Moncton, February 13, 2014 – The Atlantic Chamber of Commerce (ACC) is encouraged by the focus on skills and work force development in the federal budget. “We’re pleased to see a prudent, fiscally-conservative budget that nonetheless supports one of Atlantic Canada’s priorities: skills and work force development,” said Valerie Roy, CEO of the Atlantic Chamber of Commerce.
Some highlights include:
- $26.4 million over four years to help expand two training programs connecting Canadians with intellectual disabilities and employers.
- $25.2 million over two years for the Canada Apprentice Loan program. The program will offer interest-free loans to help registered apprentices in Red Seal trades with the cost of their training. Apprentices registered in their first
- Red Seal trade apprenticeship will be able to apply for loans of up to $4,000 per period of technical training.
- $15 million over three years to help employ people with developmental disabilities.

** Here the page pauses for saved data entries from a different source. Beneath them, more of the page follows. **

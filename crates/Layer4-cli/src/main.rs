//! Compass CLI - Main entry point
//!
//! 시작 순서: tracing 초기화 -> 내장 플러그인 등록 -> 설정 로드/주입 ->
//! 명령 트리 구성(`load_all`) -> 파싱 -> 디스패치.

mod config;
mod plugins_builtin;

use anyhow::Context as _;
use compass_core::{
    detect_with_plugins, global_registry, handler, CommandDefinition, CommandRegistry,
    CompletionRegistry, Options, PluginAwareExecutor, ShellCommand, StdioMode,
};
use compass_foundation::Error;
use tokio_util::sync::CancellationToken;
use tracing_subscriber::EnvFilter;

#[tokio::main]
async fn main() -> anyhow::Result<()> {
    tracing_subscriber::fmt()
        .with_env_filter(
            EnvFilter::try_from_default_env().unwrap_or_else(|_| EnvFilter::new("warn")),
        )
        .with_writer(std::io::stderr)
        .init();

    plugins_builtin::register_builtins()
        .await
        .context("built-in plugin registration failed")?;
    let registry = global_registry();

    let working_dir = std::env::current_dir().context("cannot determine working directory")?;
    let cfg = config::load(&working_dir)?;
    registry.set_config(cfg).await;

    // 고정 명령 + 플러그인 명령으로 트리 구성
    let mut commands = CommandRegistry::new();
    for def in [
        context_command(),
        plugins_command(),
        run_command(),
        complete_command(),
    ] {
        commands.register(def)?;
    }

    let root = clap::Command::new("compass")
        .version(env!("CARGO_PKG_VERSION"))
        .about("Context-aware development workflow orchestrator")
        .subcommand_required(true)
        .arg_required_else_help(true);
    let root = commands.attach_to(root);
    let root = registry.load_all(root).await?;

    // 플러그인 명령 정의는 디스패치용으로만 추가 등록한다
    // (clap 트리에는 load_all이 이미 부착했다)
    for plugin in registry.list().await {
        for def in plugin.provide_commands() {
            commands.register(def)?;
        }
    }

    let matches = root.get_matches();
    let (name, sub_matches) = matches
        .subcommand()
        .context("a subcommand is required")?;

    if let Err(e) = commands.dispatch(name, sub_matches).await {
        // 자식 프로세스의 종료 코드는 그대로 우리 종료 코드가 된다
        if let Error::CommandFailed { code, .. } = &e {
            eprintln!("{e}");
            std::process::exit(*code);
        }
        return Err(e.into());
    }

    Ok(())
}

/// `context` - 감지된 프로젝트 컨텍스트를 JSON으로 출력
fn context_command() -> CommandDefinition {
    CommandDefinition::new("context")
        .with_short("Print the detected project context as JSON")
        .with_handler(handler(|_matches| async move {
            let plugins = global_registry().list().await;
            let ctx = detect_with_plugins(&plugins).await;

            println!("{}", serde_json::to_string_pretty(&ctx)?);
            Ok(())
        }))
}

/// `plugins` - 설치된 플러그인 목록 출력
fn plugins_command() -> CommandDefinition {
    CommandDefinition::new("plugins")
        .with_short("List installed plugins")
        .with_handler(handler(|_matches| async move {
            let plugins = global_registry().list().await;
            if plugins.is_empty() {
                println!("No plugins installed");
                return Ok(());
            }

            let mut metadata: Vec<_> = plugins.iter().map(|p| p.metadata()).collect();
            metadata.sort_by(|a, b| a.name.cmp(&b.name));

            for meta in metadata {
                let aliases = if meta.aliases.is_empty() {
                    String::new()
                } else {
                    format!(" (aliases: {})", meta.aliases.join(", "))
                };
                println!("{} {}{} - {}", meta.name, meta.version, aliases, meta.description);
            }
            Ok(())
        }))
}

/// `run` - 플러그인 라우팅을 거쳐 임의 명령 실행
fn run_command() -> CommandDefinition {
    CommandDefinition::new("run")
        .with_usage("run <command> [args...]")
        .with_short("Run a command through plugin-aware routing")
        .with_example("compass run docker-compose up -d")
        .with_trailing_args()
        .with_handler(handler(|matches| async move {
            let words: Vec<String> = matches
                .get_many::<String>("args")
                .map(|v| v.cloned().collect())
                .unwrap_or_default();
            let Some((program, args)) = words.split_first() else {
                return Err(Error::InvalidInput("no command given to run".into()));
            };

            // 단어 하나면 인용된 명령줄로 보고 셸 규칙으로 쪼갠다
            let cmd = if args.is_empty() {
                ShellCommand::parse(program)?.with_stdio(StdioMode::Passthrough)
            } else {
                ShellCommand::passthrough(program).with_args(args.iter().cloned())
            };
            let executor = PluginAwareExecutor::new(Options::default());

            // Ctrl-C로 자식 프로세스까지 중단
            let token = CancellationToken::new();
            let cancel = token.clone();
            tokio::spawn(async move {
                if tokio::signal::ctrl_c().await.is_ok() {
                    cancel.cancel();
                }
            });

            let result = executor.execute_cancellable(&cmd, token).await?;
            if result.success() {
                Ok(())
            } else {
                Err(Error::CommandFailed {
                    program: cmd.program,
                    code: result.exit_code,
                })
            }
        }))
}

/// `__complete` - 셸 자동완성 후보 출력 (셸 스크립트가 호출하는 숨김 경로)
fn complete_command() -> CommandDefinition {
    CommandDefinition::new("__complete")
        .with_usage("__complete <command> [args...] <word>")
        .with_short("Print completion candidates for a command")
        .hidden()
        .with_trailing_args()
        .with_handler(handler(|matches| async move {
            let words: Vec<String> = matches
                .get_many::<String>("args")
                .map(|v| v.cloned().collect())
                .unwrap_or_default();
            let Some((command, rest)) = words.split_first() else {
                return Ok(());
            };
            let (args, to_complete) = match rest.split_last() {
                Some((last, init)) => (init.to_vec(), last.clone()),
                None => (vec![], String::new()),
            };

            let mut completions = CompletionRegistry::new();
            for plugin in global_registry().list().await {
                if !plugin
                    .capabilities()
                    .contains(&compass_core::PluginCapability::ContributesCompletions)
                {
                    continue;
                }
                for (name, func) in plugin.provide_completions() {
                    completions.register(name, func)?;
                }
            }

            for candidate in completions.complete(command, &args, &to_complete) {
                println!("{candidate}");
            }
            Ok(())
        }))
}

- $40 million to help business entrepreneurs create new companies.
- $75 million over three years to assist unemployed older workers.
- $11.8 million over two years for a “job matching service” that helps connect people with available work in their area.

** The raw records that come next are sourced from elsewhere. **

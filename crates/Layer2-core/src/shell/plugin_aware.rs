//! Plugin-Aware Executor - 제공자 라우팅을 거치는 실행 래퍼
//!
//! 모든 명령 실행의 표준 진입점입니다. 제공자가 명령을 맡겠다고 하면
//! 그 실행자로, 아니면 기본 실행자로 보냅니다. 실행 결과와 에러는
//! 어느 경로든 가공 없이 그대로 반환됩니다.

use super::{
    global_executor_registry, CommandExecutor, ExecResult, Executor, ExecutorRegistry, Options,
    ShellCommand, StdioMode,
};
use compass_foundation::{Error, Result};
use std::sync::Arc;
use tokio_util::sync::CancellationToken;
use tracing::debug;

/// 제공자 라우팅 실행자
pub struct PluginAwareExecutor {
    standard: Executor,
    registry: Arc<ExecutorRegistry>,
}

impl PluginAwareExecutor {
    /// 전역 레지스트리를 쓰는 실행자 생성
    pub fn new(options: Options) -> Self {
        Self {
            standard: Executor::new(options),
            registry: global_executor_registry(),
        }
    }

    /// 지정한 레지스트리를 쓰는 실행자 생성
    pub fn with_registry(options: Options, registry: Arc<ExecutorRegistry>) -> Self {
        Self {
            standard: Executor::new(options),
            registry,
        }
    }

    /// 현재 레지스트리
    pub fn registry(&self) -> Arc<ExecutorRegistry> {
        Arc::clone(&self.registry)
    }

    async fn route(&self, cmd: &ShellCommand) -> Option<Arc<dyn CommandExecutor>> {
        let provider = self.registry.find_provider(cmd).await?;
        debug!(provider = provider.name(), program = %cmd.program, "routing to plugin executor");
        Some(provider.create_executor(self.standard.options().clone()))
    }

    /// 명령 실행 (제공자 우선, 기본 실행자 폴백)
    pub async fn execute(&self, cmd: &ShellCommand) -> Result<ExecResult> {
        match self.route(cmd).await {
            Some(executor) => executor.execute(cmd).await,
            None => self.standard.execute(cmd).await,
        }
    }

    /// 취소 가능 실행
    ///
    /// 제공자 실행자의 `execute_cancellable`을 우선 호출합니다. 취소를
    /// 구현하지 않은 실행자는 기본 메서드의 저하 동작으로 처리됩니다.
    pub async fn execute_cancellable(
        &self,
        cmd: &ShellCommand,
        token: CancellationToken,
    ) -> Result<ExecResult> {
        match self.route(cmd).await {
            Some(executor) => executor.execute_cancellable(cmd, token).await,
            None => self.standard.execute_cancellable(cmd, token).await,
        }
    }

    /// 터미널 상속 모드로 실행하고 성공 여부만 반환
    pub async fn run(&self, program: &str, args: &[&str]) -> Result<()> {
        let cmd = ShellCommand::passthrough(program).with_args(args.iter().copied());
        let result = self.execute(&cmd).await?;

        if result.success() {
            Ok(())
        } else {
            Err(Error::CommandFailed {
                program: program.to_string(),
                code: result.exit_code,
            })
        }
    }

    /// 캡처 모드로 실행하고 stdout 반환
    pub async fn run_capture(&self, program: &str, args: &[&str]) -> Result<String> {
        let cmd = ShellCommand::new(program)
            .with_args(args.iter().copied())
            .with_stdio(StdioMode::Capture);
        let result = self.execute(&cmd).await?;

        if result.success() {
            Ok(result.stdout)
        } else {
            Err(Error::CommandFailed {
                program: program.to_string(),
                code: result.exit_code,
            })
        }
    }
}

#[cfg(test)]
mod tests {
    use super::*;
    use crate::shell::ExecutorProvider;
    use async_trait::async_trait;
    use std::sync::atomic::{AtomicBool, Ordering};

    /// 실행 대신 호출 여부만 기록하는 테스트 실행자
    struct RecordingExecutor {
        called: Arc<AtomicBool>,
        fail_with: Option<Error>,
    }

    #[async_trait]
    impl CommandExecutor for RecordingExecutor {
        async fn execute(&self, _cmd: &ShellCommand) -> Result<ExecResult> {
            self.called.store(true, Ordering::SeqCst);
            match &self.fail_with {
                Some(Error::Detection(msg)) => Err(Error::Detection(msg.clone())),
                Some(_) => Err(Error::Internal("unexpected test error".into())),
                None => Ok(ExecResult {
                    stdout: "plugin output".into(),
                    ..ExecResult::default()
                }),
            }
        }
    }

    struct TestProvider {
        called: Arc<AtomicBool>,
        fail: bool,
    }

    impl ExecutorProvider for TestProvider {
        fn name(&self) -> &str {
            "test"
        }

        fn can_handle(&self, cmd: &ShellCommand) -> bool {
            cmd.program == "managed-tool"
        }

        fn create_executor(&self, _options: Options) -> Arc<dyn CommandExecutor> {
            Arc::new(RecordingExecutor {
                called: Arc::clone(&self.called),
                fail_with: self
                    .fail
                    .then(|| Error::Detection("provider exploded".into())),
            })
        }
    }

    async fn executor_with_provider(fail: bool) -> (PluginAwareExecutor, Arc<AtomicBool>) {
        let called = Arc::new(AtomicBool::new(false));
        let registry = Arc::new(ExecutorRegistry::new());
        registry
            .register(Arc::new(TestProvider {
                called: Arc::clone(&called),
                fail,
            }))
            .await
            .unwrap();

        (
            PluginAwareExecutor::with_registry(Options::default(), registry),
            called,
        )
    }

    #[tokio::test]
    async fn test_routes_to_provider_executor() {
        let (executor, called) = executor_with_provider(false).await;

        let result = executor
            .execute(&ShellCommand::new("managed-tool"))
            .await
            .unwrap();

        assert!(called.load(Ordering::SeqCst));
        assert_eq!(result.stdout, "plugin output");
    }

    #[tokio::test]
    async fn test_falls_back_to_standard_executor() {
        let (executor, called) = executor_with_provider(false).await;

        let result = executor
            .execute(&ShellCommand::new("echo").with_arg("fallback"))
            .await
            .unwrap();

        assert!(!called.load(Ordering::SeqCst));
        assert_eq!(result.stdout.trim(), "fallback");
    }

    #[tokio::test]
    async fn test_provider_errors_pass_through_verbatim() {
        let (executor, _) = executor_with_provider(true).await;

        let err = executor
            .execute(&ShellCommand::new("managed-tool"))
            .await
            .unwrap_err();

        // 래퍼가 에러를 감싸거나 바꾸지 않는다
        assert!(matches!(err, Error::Detection(msg) if msg == "provider exploded"));
    }

    #[tokio::test]
    async fn test_run_converts_exit_code() {
        let registry = Arc::new(ExecutorRegistry::new());
        let executor = PluginAwareExecutor::with_registry(Options::default(), registry);

        let err = executor.run("sh", &["-c", "exit 7"]).await.unwrap_err();
        assert!(matches!(err, Error::CommandFailed { code: 7, .. }));
    }

    #[tokio::test]
    async fn test_run_capture_returns_stdout() {
        let registry = Arc::new(ExecutorRegistry::new());
        let executor = PluginAwareExecutor::with_registry(Options::default(), registry);

        let output = executor.run_capture("echo", &["captured"]).await.unwrap();
        assert_eq!(output.trim(), "captured");
    }
}
//! Docker Plugin - compose 감지, docker 명령 트리, compose 실행 라우팅
//!
//! 네 가지 기능을 모두 제공하는 내장 플러그인입니다:
//! 컨텍스트 확장(compose 파일 감지), `docker` 명령 트리, compose 호출을
//! 가로채는 실행자 제공자, 셸 자동완성.

mod detector;
mod executor;

pub use detector::{docker_daemon_running, DockerExtension, COMPOSE_FILE_NAMES};
pub use executor::ComposeExecutorProvider;

use compass_core::{
    detect_with_plugins, global_registry, handler, static_completion, CommandDefinition,
    CommandInfo, CompletionFunc, ContextExtension, ExecutorProvider, Options, Plugin,
    PluginAwareExecutor, PluginCapability, PluginMetadata, ShellCommand,
};
use compass_foundation::{Config, Error, Result};
use parking_lot::RwLock;
use serde::Deserialize;
use std::collections::HashMap;
use std::sync::Arc;

/// `.compass.yml`의 `docker` 섹션
#[derive(Debug, Clone, Default, Deserialize)]
#[serde(default)]
pub struct DockerSettings {
    /// docker-compose 바이너리 경로 재정의
    pub compose_path: Option<String>,

    /// 감지보다 우선하는 명시적 compose 파일 목록
    pub compose_files: Vec<String>,
}

/// Docker 내장 플러그인
pub struct DockerPlugin {
    settings: Arc<RwLock<DockerSettings>>,
    extension: Arc<DockerExtension>,
    provider: Arc<ComposeExecutorProvider>,
}

impl DockerPlugin {
    pub fn new() -> Self {
        let settings = Arc::new(RwLock::new(DockerSettings::default()));
        // 확장이 기록한 감지 결과를 실행자 제공자가 읽는다
        let detected = Arc::new(RwLock::new(Vec::new()));
        Self {
            extension: Arc::new(DockerExtension::new(
                Arc::clone(&settings),
                Arc::clone(&detected),
            )),
            provider: Arc::new(ComposeExecutorProvider::new(
                Arc::clone(&settings),
                detected,
            )),
            settings,
        }
    }

    /// `docker` 명령 트리 구성
    fn docker_command(&self) -> CommandDefinition {
        let status = CommandDefinition::new("status")
            .with_short("Show Docker environment status")
            .with_handler(handler(|_matches| async move {
                let plugins = global_registry().list().await;
                let ctx = detect_with_plugins(&plugins).await;

                println!("Docker running: {}", ctx.docker_running);
                if ctx.compose_files.is_empty() {
                    println!("Compose files: (none detected)");
                } else {
                    println!("Compose files:");
                    for file in &ctx.compose_files {
                        println!("  {file}");
                    }
                }
                if let Some(override_file) = &ctx.compose_override {
                    println!("Compose override: {override_file}");
                }
                for (name, state) in &ctx.containers_status {
                    println!("  {name}: {state:?}");
                }
                Ok(())
            }));

        let compose = CommandDefinition::new("compose")
            .with_usage("compose [args...]")
            .with_short("Run docker compose with detected compose files")
            .with_example("compass docker compose up -d")
            .with_trailing_args()
            .with_handler(handler(|matches| async move {
                let args: Vec<String> = matches
                    .get_many::<String>("args")
                    .map(|v| v.cloned().collect())
                    .unwrap_or_default();

                let executor = PluginAwareExecutor::new(Options::default());
                let cmd = ShellCommand::passthrough("docker")
                    .with_arg("compose")
                    .with_args(args);

                let result = executor.execute(&cmd).await?;
                if result.success() {
                    Ok(())
                } else {
                    Err(Error::CommandFailed {
                        program: "docker compose".into(),
                        code: result.exit_code,
                    })
                }
            }));

        CommandDefinition::new("docker")
            .with_short("Docker environment commands")
            .with_category("Development")
            .with_alias("d")
            .with_subcommand(status)
            .with_subcommand(compose)
    }
}

impl Default for DockerPlugin {
    fn default() -> Self {
        Self::new()
    }
}

impl Plugin for DockerPlugin {
    fn name(&self) -> &str {
        "docker"
    }

    fn version(&self) -> &str {
        "1.0.0"
    }

    fn description(&self) -> &str {
        "Docker and Docker Compose integration"
    }

    fn metadata(&self) -> PluginMetadata {
        PluginMetadata::new(self.name(), self.version())
            .with_description(self.description())
            .with_author("Compass Contributors")
            .with_alias("d")
            .with_command(CommandInfo::new(
                "docker",
                "Development",
                "Docker environment commands",
            ))
    }

    fn capabilities(&self) -> Vec<PluginCapability> {
        vec![
            PluginCapability::ContributesContext,
            PluginCapability::ContributesCommands,
            PluginCapability::ContributesExecutor,
            PluginCapability::ContributesCompletions,
        ]
    }

    fn configure(&self, config: &Config) -> Result<()> {
        if let Some(section) = config.section("docker") {
            let settings: DockerSettings = serde_json::from_value(section.clone())
                .map_err(|e| Error::Config(format!("invalid docker config section: {e}")))?;
            *self.settings.write() = settings;
        }
        Ok(())
    }

    fn provide_context(&self) -> Option<Arc<dyn ContextExtension>> {
        Some(Arc::clone(&self.extension) as Arc<dyn ContextExtension>)
    }

    fn provide_commands(&self) -> Vec<CommandDefinition> {
        vec![self.docker_command()]
    }

    fn provide_executor(&self) -> Option<Arc<dyn ExecutorProvider>> {
        Some(Arc::clone(&self.provider) as Arc<dyn ExecutorProvider>)
    }

    fn provide_completions(&self) -> HashMap<String, CompletionFunc> {
        HashMap::from([(
            "docker".to_string(),
            static_completion(vec!["status".into(), "compose".into()]),
        )])
    }
}
//! Executor Registry - 명령별 전용 실행자 라우팅 테이블
//!
//! 확장 레지스트리와 달리 같은 이름의 재등록을 거부합니다. 메타데이터
//! 교체와 달리 실행 동작의 교체는 눈에 보이는 부작용을 일으키므로
//! 충돌을 즉시 드러냅니다.

use super::{ExecResult, Options, ShellCommand};
use async_trait::async_trait;
use compass_foundation::{Error, Result};
use std::collections::HashMap;
use std::sync::{Arc, OnceLock};
use tokio::sync::RwLock;
use tracing::info;

// ============================================================================
// Traits
// ============================================================================

/// 명령 실행자
#[async_trait]
pub trait CommandExecutor: Send + Sync {
    /// 명령 실행
    async fn execute(&self, cmd: &ShellCommand) -> Result<ExecResult>;

    /// 취소 가능 실행
    ///
    /// 기본 구현은 취소를 무시하고 `execute`로 위임합니다. 취소를
    /// 지원하지 않는 실행자는 이 저하 동작을 그대로 사용합니다.
    async fn execute_cancellable(
        &self,
        cmd: &ShellCommand,
        _token: tokio_util::sync::CancellationToken,
    ) -> Result<ExecResult> {
        self.execute(cmd).await
    }
}

/// 실행자 제공자 - 플러그인이 특정 명령을 가로채는 진입점
pub trait ExecutorProvider: Send + Sync {
    /// 고유 제공자 이름
    fn name(&self) -> &str;

    /// 이 제공자가 해당 명령을 처리할 수 있는지 판정
    fn can_handle(&self, cmd: &ShellCommand) -> bool;

    /// 해당 명령용 실행자 생성
    fn create_executor(&self, options: Options) -> Arc<dyn CommandExecutor>;
}

// ============================================================================
// ExecutorRegistry
// ============================================================================

/// 실행자 제공자 레지스트리 (이름 -> 제공자)
pub struct ExecutorRegistry {
    providers: RwLock<HashMap<String, Arc<dyn ExecutorProvider>>>,
}

impl ExecutorRegistry {
    /// 새 레지스트리 생성
    pub fn new() -> Self {
        Self {
            providers: RwLock::new(HashMap::new()),
        }
    }

    /// 제공자 등록
    ///
    /// 빈 이름과 중복 이름은 거부합니다. 같은 이름의 제공자를 바꾸려면
    /// 먼저 `unregister`해야 합니다.
    pub async fn register(&self, provider: Arc<dyn ExecutorProvider>) -> Result<()> {
        let name = provider.name().to_string();
        if name.is_empty() {
            return Err(Error::EmptyExecutorName);
        }

        let mut providers = self.providers.write().await;
        if providers.contains_key(&name) {
            return Err(Error::ExecutorAlreadyRegistered(name));
        }

        providers.insert(name.clone(), provider);
        info!("Executor provider registered: {}", name);
        Ok(())
    }

    /// 이름으로 제공자 조회
    pub async fn get(&self, name: &str) -> Option<Arc<dyn ExecutorProvider>> {
        let providers = self.providers.read().await;
        providers.get(name).map(Arc::clone)
    }

    /// 명령을 처리할 수 있는 첫 제공자 탐색
    ///
    /// 여러 제공자가 겹치면 어느 쪽이 선택될지 보장하지 않습니다.
    /// 판정 술어를 서로소로 유지하는 것은 플러그인 작성자의 몫입니다.
    pub async fn find_provider(&self, cmd: &ShellCommand) -> Option<Arc<dyn ExecutorProvider>> {
        let providers = self.providers.read().await;
        providers
            .values()
            .find(|p| p.can_handle(cmd))
            .map(Arc::clone)
    }

    /// 모든 제공자 (방어적 복사)
    pub async fn all(&self) -> HashMap<String, Arc<dyn ExecutorProvider>> {
        let providers = self.providers.read().await;
        providers.clone()
    }

    /// 제공자 제거 (미등록 이름은 무시)
    pub async fn unregister(&self, name: &str) {
        let mut providers = self.providers.write().await;
        providers.remove(name);
    }

    /// 모든 제공자 제거
    pub async fn clear(&self) {
        let mut providers = self.providers.write().await;
        providers.clear();
    }

    /// 등록된 제공자 수
    pub async fn len(&self) -> usize {
        let providers = self.providers.read().await;
        providers.len()
    }

    /// 비어있는지 확인
    pub async fn is_empty(&self) -> bool {
        let providers = self.providers.read().await;
        providers.is_empty()
    }
}

impl Default for ExecutorRegistry {
    fn default() -> Self {
        Self::new()
    }
}

// ============================================================================
// Global Registry
// ============================================================================

static GLOBAL_EXECUTOR_REGISTRY: OnceLock<Arc<ExecutorRegistry>> = OnceLock::new();

/// 전역 실행자 레지스트리
pub fn global_executor_registry() -> Arc<ExecutorRegistry> {
    Arc::clone(GLOBAL_EXECUTOR_REGISTRY.get_or_init(|| Arc::new(ExecutorRegistry::new())))
}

In a recent survey, ACC members identified skills development and workforce expansion among their top priorities. Measures to better match young workers with the skills needed by business are a step in the right direction. As well, ACC welcomes any initiative that increases the potential labour pool within the region.

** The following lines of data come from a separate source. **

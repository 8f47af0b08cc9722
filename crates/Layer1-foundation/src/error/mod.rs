//! Error types for Compass
//!
//! 모든 에러를 중앙에서 관리

use thiserror::Error;

/// Result type alias
pub type Result<T> = std::result::Result<T, Error>;

/// 플러그인 로드 단계 (configure vs register)
#[derive(Debug, Clone, Copy, PartialEq, Eq)]
pub enum LoadPhase {
    /// 설정 주입 단계
    Configure,

    /// 명령 트리 등록 단계
    Register,
}

impl std::fmt::Display for LoadPhase {
    fn fmt(&self, f: &mut std::fmt::Formatter<'_>) -> std::fmt::Result {
        match self {
            Self::Configure => write!(f, "configure"),
            Self::Register => write!(f, "register"),
        }
    }
}

/// Compass 에러 타입
#[derive(Error, Debug)]
pub enum Error {
    // ========================================================================
    // 플러그인 등록 관련
    // ========================================================================
    #[error("cannot register a plugin without a name")]
    InvalidPlugin,

    #[error("plugin {0} already registered")]
    DuplicatePluginName(String),

    #[error("plugin alias {0} conflicts with an existing name or alias")]
    DuplicatePluginAlias(String),

    #[error("failed to {phase} plugin {plugin}: {source}")]
    PluginLoad {
        plugin: String,
        phase: LoadPhase,
        #[source]
        source: Box<Error>,
    },

    // ========================================================================
    // 컨텍스트 확장 관련
    // ========================================================================
    #[error("extension name cannot be empty")]
    InvalidExtensionName,

    #[error("failed to merge extension data for {extension}: {message}")]
    Merge { extension: String, message: String },

    #[error("Detection error: {0}")]
    Detection(String),

    // ========================================================================
    // 실행자 관련
    // ========================================================================
    #[error("executor provider name cannot be empty")]
    EmptyExecutorName,

    #[error("executor provider {0} already registered")]
    ExecutorAlreadyRegistered(String),

    #[error("command '{program}' exited with code {code}")]
    CommandFailed { program: String, code: i32 },

    #[error("Cancelled")]
    Cancelled,

    // ========================================================================
    // 명령 관련
    // ========================================================================
    #[error("command name cannot be empty")]
    InvalidCommandName,

    #[error("command not found: {0}")]
    CommandNotFound(String),

    #[error("invalid completion provider")]
    InvalidCompletionProvider,

    // ========================================================================
    // 일반
    // ========================================================================
    #[error("Configuration error: {0}")]
    Config(String),

    #[error("Invalid input: {0}")]
    InvalidInput(String),

    // ========================================================================
    // 외부 에러 변환
    // ========================================================================
    #[error("IO error: {0}")]
    Io(#[from] std::io::Error),

    #[error("JSON error: {0}")]
    Json(#[from] serde_json::Error),

    // ========================================================================
    // 기타
    // ========================================================================
    #[error("Internal error: {0}")]
    Internal(String),
}

impl Error {
    /// 플러그인 로드 실패 에러 생성 헬퍼
    pub fn plugin_load(plugin: impl Into<String>, phase: LoadPhase, source: Error) -> Self {
        Error::PluginLoad {
            plugin: plugin.into(),
            phase,
            source: Box::new(source),
        }
    }

    /// 확장 병합 실패 에러 생성 헬퍼
    pub fn merge(extension: impl Into<String>, message: impl Into<String>) -> Self {
        Error::Merge {
            extension: extension.into(),
            message: message.into(),
        }
    }

    /// 등록 충돌 에러인지 확인
    pub fn is_registration_conflict(&self) -> bool {
        matches!(
            self,
            Error::InvalidPlugin
                | Error::DuplicatePluginName(_)
                | Error::DuplicatePluginAlias(_)
                | Error::InvalidExtensionName
                | Error::EmptyExecutorName
                | Error::ExecutorAlreadyRegistered(_)
        )
    }
}

// ============================================================================
// From 구현 (추가 변환)
// ============================================================================

impl From<String> for Error {
    fn from(s: String) -> Self {
        Error::Internal(s)
    }
}

impl From<&str> for Error {
    fn from(s: &str) -> Self {
        Error::Internal(s.to_string())
    }
}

Roy urges the government to continue to work hard to ensure the Canada Jobs Grant is palatable to businesses and to work collaboratively with provinces and territories, so that it achieves its goal of triggering new investments in training.
That being said, Roy noted that the budget contained very little to foster and support innovation in Atlantic Canada. Atlantic Canada is rich with post-secondary institutions; $150M annually spread across Canada for post-secondary research cannot take a back seat to $250M annually for two years for automakers in central Canada. ACC urges the government to re-consider its innovation priorities.
In addition, support to the tourism sector, which today represents $4.18 billion annually for the region’s economy and employs over 110,000 people, was also notably missing from this budget.
The Atlantic Chamber of Commerce Inc. /La Chambre de commerce de l’Atlantique Inc. (ACC) was established in 1896 to promote and support business and economic development in Atlantic Canada.